Halsbandsittiche in Bonn
(aus: Krause 2001)

"In Bonn wurden die ersten Halsbandsittichen im Jahr 1979 beobachtet. Für 1980 besteht Brutverdacht für den Friedhof in Bonn-Poppelsdorf (RHEINWALD, WINK & JOACHIM 1987: 251). Etwa seit 1983 siedeln Halsbandsittiche an der Düne in Bonn-Tannenbusch. 1984 brütete ein Paar in einer großen Pappel (MACKE 1995: 31), die jedoch 1992 gefällt wurde. Nach anfänglicher Verwirrung unter den Tieren wurden für sie Nistkästen auf dem Gelände der Apostelkirche aufgehängt und später auch von ihnen angenommen (KLEINFELD 1992: 9). Seitdem brüten die Tiere in diesen Nistkästen. Im August 1994 hatte der Trupp eine Stärke von über 30 Vögeln erreicht. Der Aktionsradius erstreckte sich von Tannenbusch bis zum Rheinufer im Bereich Am Wichelshof (Römerlager) und auch auf die Beueler Seite (Schwarzrheindorf) (MACKE 1995: 31).

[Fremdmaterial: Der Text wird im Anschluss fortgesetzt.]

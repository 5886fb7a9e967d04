//! Database Module
//!
//! Realtime key-value database adapter whose reads go through the memoizing
//! cache.

mod client;
pub mod path;

pub use client::{find_entry, Database};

Brutplätze von Halsbandsittichen in Bonn

Im Rahmen dieser Arbeit [=der Diplomarbeit von TK] konnten in Bonn im Frühjahr 2001 9 Brutplätze von Halsbandsittichen mit 1 bis 10 Brutpaaren nachgewiesen werden (siehe Karte unten). Sie verteilen sich um das Stadtzentrum. Brutnachweise beschränken sich fast ausschließlich auf den linksrheinischen Teil der Stadt, rechtsrheinisch wurde nur eine Brut in Troisdorf-Müllekoven gemeldet. Ansonsten wurden nur nahrungssuchende Tiere nachgewiesen. Eine Ausbreitungstendenz ins Umland ist bisher nur schwach zu erkennen, denn bis auf die Einzelbrut in Müllekoven liegen alle Brutplätze auf dem Gebiet der Stadt Bonn. Der Brutplatz in Troisdorf-Müllekoven und ein durch die Befragung gemeldeter Brutplatz in Lessenich, zeigen eine Tendenz bei den Tiere, die freie Landschaft zu besiedeln. Beide Brutplätze liegen in Auen. Es wurde in galerieartig angeordneten Pappeln gebrütet. Die große Mehrzahl der Bruten findet auch in Bonn in Landschaftsparkanlagen statt. Viele Teilpopulationen setzen sich erst aus wenigen Tieren zusammen. Die Tendenz, Parkanlagen neu zu besiedeln, ist in Bonn offensichtlich erst in jüngster Zeit, da viele der kleinen Teilpopulationen noch unbekannt waren, also vermutlich erst in den letzten Jahren entstanden sind."

 
 

Karte: Halsbandsittiche in Bonn,

im Layout veränderte Karte von Tobias Krause.


Eigene Beobachtungen

Am 17.3.2000 habe ich die Papageien in Bonn aufgesucht. Gesehen habe ich ca. 20-30 Tiere die auch in Bruthöhlen einflogen, auf dem Gelände der Landesklinik. Unter den Halsbandsittichen war ein männlicher Großer Alexandersittich. Am Rheinufer habe ich keine Halsbandsittiche gesehen. Auffällig war die sehr kleinflächige Verteilung von Bebauung und Grünflächen in Bonn. Bruthöhlen, die kaum 8 Meter neben einer Hausfassade entfernt liegen habe ich bisher weder in Düsseldorf, Mannheim, Heidelberg noch in Wiesbaden gesehen. Es handelte sich u.a. um größere Platanen, die in den umliegenden Grünflächen eher selten sind. Auch die auf dem Foto dicht am Gebäude stehenden Bäume werden als Brutbäume genutzt.